Data supplied START

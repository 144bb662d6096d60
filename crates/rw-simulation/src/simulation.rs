use std::collections::BTreeSet;

use rand::SeedableRng;
use rand::rngs::StdRng;
use rw_core::{Entity, EntityId, PLAYER_ID, Position, World, chebyshev};
use tracing::debug;

use crate::clock::GameClock;
use crate::config::SimConfig;
use crate::context::SimContext;
use crate::error::{SimError, SimResult};
use crate::event::{EventLog, SimEventKind};
use crate::pathfind::{PathTarget, Pathfinder};
use crate::scheduler::Scheduler;
use crate::script::{BehaviorFn, Script, ScriptEngine};
use crate::system::System;

/// The top-level simulation.
///
/// Owns the world, the global clock, the RNG, the event log, the script
/// engine and the scheduler, and drives the turn loop. Nothing here is
/// global: two simulations never share state.
pub struct Simulation {
    pub(crate) world: World,
    pub(crate) clock: GameClock,
    pub(crate) rng: StdRng,
    pub(crate) events: EventLog,
    pub(crate) config: SimConfig,
    pub(crate) engine: ScriptEngine,
    pub(crate) scheduler: Scheduler,
    systems: Vec<Box<dyn System>>,
    encounters: BTreeSet<EntityId>,
}

impl std::fmt::Debug for Simulation {
    fn fmt(&self, f: &mut std::fmt::Formatter<'_>) -> std::fmt::Result {
        f.debug_struct("Simulation")
            .field("time", &self.clock.time())
            .field("entities", &self.world.entity_count())
            .field("systems", &self.systems.len())
            .field("events", &self.events.len())
            .finish()
    }
}

impl Simulation {
    /// Create a simulation over `world` with the built-in behaviors.
    pub fn new(world: World, config: SimConfig) -> Self {
        Self::with_clock(world, config, GameClock::new())
    }

    pub(crate) fn with_clock(world: World, config: SimConfig, clock: GameClock) -> Self {
        let rng = StdRng::seed_from_u64(config.seed.wrapping_add(clock.steps()));
        let events = EventLog::new(config.max_events);
        Self {
            world,
            clock,
            rng,
            events,
            config,
            engine: ScriptEngine::with_builtins(),
            scheduler: Scheduler::new(),
            systems: Vec::new(),
            encounters: BTreeSet::new(),
        }
    }

    /// Register a system. Systems run in registration order.
    pub fn add_system<S: System + 'static>(&mut self, system: S) {
        self.systems.push(Box::new(system));
    }

    /// Register (or replace) a named behavior.
    pub fn register_behavior(&mut self, name: impl Into<String>, behavior: BehaviorFn) {
        self.engine.register(name, behavior);
    }

    /// The script engine and its registered behaviors.
    pub fn engine(&self) -> &ScriptEngine {
        &self.engine
    }

    // -----------------------------------------------------------------------
    // Commands
    // -----------------------------------------------------------------------

    /// Register an entity and record it in the event log.
    pub fn spawn(&mut self, entity: Entity, position: Option<Position>) -> SimResult<EntityId> {
        let name = entity.name.clone();
        let id = self.world.register(entity, position)?;
        self.ctx().emit(
            SimEventKind::Registered { entity: id },
            format!("{name} appeared"),
        );
        Ok(id)
    }

    /// Remove an entity, its script and any pending encounter.
    pub fn despawn(&mut self, id: EntityId) -> SimResult<()> {
        let name = self
            .world
            .lookup(id)
            .map(|e| e.name.clone())
            .ok_or(SimError::EntityNotFound(id))?;
        self.world.deregister(id);
        self.scheduler.clear_script(id);
        self.encounters.remove(&id);
        self.ctx().emit(
            SimEventKind::Deregistered { entity: id },
            format!("{name} disappeared"),
        );
        Ok(())
    }

    /// Relocate an entity through the registry.
    pub fn move_entity(&mut self, id: EntityId, position: Position) -> SimResult<()> {
        if self.world.lookup(id).is_none() {
            return Err(SimError::EntityNotFound(id));
        }
        self.world.move_entity(id, position)?;
        Ok(())
    }

    /// Give an entity a script to run on its next actions.
    pub fn set_script(&mut self, id: EntityId, script: Script) -> SimResult<()> {
        if self.world.lookup(id).is_none() {
            return Err(SimError::EntityNotFound(id));
        }
        self.scheduler.set_script(id, script);
        Ok(())
    }

    /// The script stored for `id`, if any.
    pub fn script(&self, id: EntityId) -> Option<&Script> {
        self.scheduler.script(id)
    }

    /// The scheduler and its stored scripts.
    pub fn scheduler(&self) -> &Scheduler {
        &self.scheduler
    }

    /// Run `script` once with `actor` as the active entity, outside the
    /// scheduler. Returns the continuation without storing it.
    pub fn run_script(&mut self, actor: EntityId, script: &Script) -> SimResult<Script> {
        if self.world.lookup(actor).is_none() {
            return Err(SimError::EntityNotFound(actor));
        }
        let previous = self.world.active_id();
        self.world.set_active(Some(actor));
        let mut ctx = SimContext {
            world: &mut self.world,
            clock: &self.clock,
            events: &mut self.events,
            rng: &mut self.rng,
            config: &self.config,
        };
        let result = self.engine.run_value(&mut ctx, script);
        self.world.set_active(previous);
        result
    }

    /// Search for a route from `start` using the configured expansion limit.
    pub fn find_path(
        &self,
        start: Position,
        target: impl Into<PathTarget>,
        proximity: u32,
    ) -> SimResult<Vec<(i32, i32)>> {
        Pathfinder::new()
            .with_proximity(proximity)
            .with_expansion_limit(self.config.max_path_expansions)
            .find(&self.world, start, target)
    }

    // -----------------------------------------------------------------------
    // Time
    // -----------------------------------------------------------------------

    /// Advance the global clock by `step` and sweep the player's area once.
    ///
    /// A zero step does nothing and returns `false`. Without a player there
    /// is no current area, so only the clock moves.
    pub fn advance_time(&mut self, step: u64) -> SimResult<bool> {
        if step == 0 {
            return Ok(false);
        }
        self.clock.advance(step);
        let Some(area) = self.world.current_area_id() else {
            debug!(time = self.clock.time(), "no current area to sweep");
            return Ok(true);
        };
        let mut ctx = SimContext {
            world: &mut self.world,
            clock: &self.clock,
            events: &mut self.events,
            rng: &mut self.rng,
            config: &self.config,
        };
        self.scheduler.sweep(&mut ctx, &self.engine, area)?;
        Ok(true)
    }

    /// Run one turn: catch the world up to the player's local time.
    ///
    /// Returns `false` without doing anything when the player is not ahead
    /// of the global clock. Otherwise runs, in order: pre-step systems, the
    /// global step, post-step systems and the encounter check.
    pub fn time_update(&mut self) -> SimResult<bool> {
        let player = self
            .world
            .player()
            .ok_or(SimError::EntityNotFound(PLAYER_ID))?;
        let pending = player.local_time().saturating_sub(self.clock.time());
        if pending == 0 {
            return Ok(false);
        }

        self.run_systems(Phase::Pre)?;
        self.advance_time(pending)?;
        self.run_systems(Phase::Post)?;
        self.check_encounters();
        debug!(time = self.clock.time(), "turn complete");
        Ok(true)
    }

    /// Let the player spend `time` and then run a turn.
    pub fn player_wait(&mut self, time: u64) -> SimResult<bool> {
        self.world
            .player_mut()
            .ok_or(SimError::EntityNotFound(PLAYER_ID))?
            .spend_time(time);
        self.time_update()
    }

    fn run_systems(&mut self, phase: Phase) -> SimResult<()> {
        for i in 0..self.systems.len() {
            let mut system = std::mem::replace(&mut self.systems[i], Box::new(NoopSystem));
            let mut ctx = SimContext {
                world: &mut self.world,
                clock: &self.clock,
                events: &mut self.events,
                rng: &mut self.rng,
                config: &self.config,
            };
            let result = match phase {
                Phase::Pre => system.pre_step(&mut ctx),
                Phase::Post => system.post_step(&mut ctx),
            };
            self.systems[i] = system;
            result?;
        }
        Ok(())
    }

    /// Emit an encounter for every entity that has just come within range
    /// of the player. An entity must leave the range before it can trigger
    /// again.
    fn check_encounters(&mut self) {
        let Some(player_pos) = self.world.player().and_then(|p| p.position()) else {
            return;
        };
        let Some(area) = player_pos.area.and_then(|a| self.world.area(a)) else {
            return;
        };
        let radius = self.config.encounter_radius;
        let mut in_range = BTreeSet::new();
        let mut fresh = Vec::new();
        for id in area.entity_ids().filter(|id| !id.is_player()) {
            let Some(entity) = self.world.lookup(id) else {
                continue;
            };
            let Some(coords) = entity.coords() else {
                continue;
            };
            if chebyshev(coords, player_pos.coords()) <= radius {
                in_range.insert(id);
                if !self.encounters.contains(&id) {
                    fresh.push((id, entity.name.clone()));
                }
            }
        }
        self.encounters = in_range;

        for (id, name) in fresh {
            self.ctx().emit(
                SimEventKind::Encounter {
                    entity: id,
                    with: PLAYER_ID,
                },
                format!("{name} is next to you"),
            );
        }
    }

    fn ctx(&mut self) -> SimContext<'_> {
        SimContext {
            world: &mut self.world,
            clock: &self.clock,
            events: &mut self.events,
            rng: &mut self.rng,
            config: &self.config,
        }
    }

    // -----------------------------------------------------------------------
    // Accessors
    // -----------------------------------------------------------------------

    /// The simulated world.
    pub fn world(&self) -> &World {
        &self.world
    }

    /// Mutable world access. Use the registry methods to move entities.
    pub fn world_mut(&mut self) -> &mut World {
        &mut self.world
    }

    /// The global clock.
    pub fn clock(&self) -> &GameClock {
        &self.clock
    }

    /// Events recorded so far.
    pub fn events(&self) -> &EventLog {
        &self.events
    }

    /// The run configuration.
    pub fn config(&self) -> &SimConfig {
        &self.config
    }

    /// Access a system by downcasting to a concrete type.
    pub fn get_system<T: System + 'static>(&self) -> Option<&T> {
        self.systems
            .iter()
            .find_map(|s| s.as_any().downcast_ref::<T>())
    }

    /// Access a system mutably by downcasting to a concrete type.
    pub fn get_system_mut<T: System + 'static>(&mut self) -> Option<&mut T> {
        self.systems
            .iter_mut()
            .find_map(|s| s.as_any_mut().downcast_mut::<T>())
    }

    /// Extract the world, consuming the simulation.
    pub fn into_world(self) -> World {
        self.world
    }
}

#[derive(Debug, Clone, Copy)]
enum Phase {
    Pre,
    Post,
}

/// Placeholder system used while a real one is borrowed out of the list.
#[derive(Debug)]
struct NoopSystem;

impl System for NoopSystem {
    fn name(&self) -> &str {
        "noop"
    }
    fn as_any(&self) -> &dyn std::any::Any {
        self
    }
    fn as_any_mut(&mut self) -> &mut dyn std::any::Any {
        self
    }
}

Data supplied END

Your assignment – Note each line above that contains "radius" and copy it out.

Answer space –
        let radius = self.config.encounter_radius;
            if chebyshev(coords, player_pos.coords()) <= radius {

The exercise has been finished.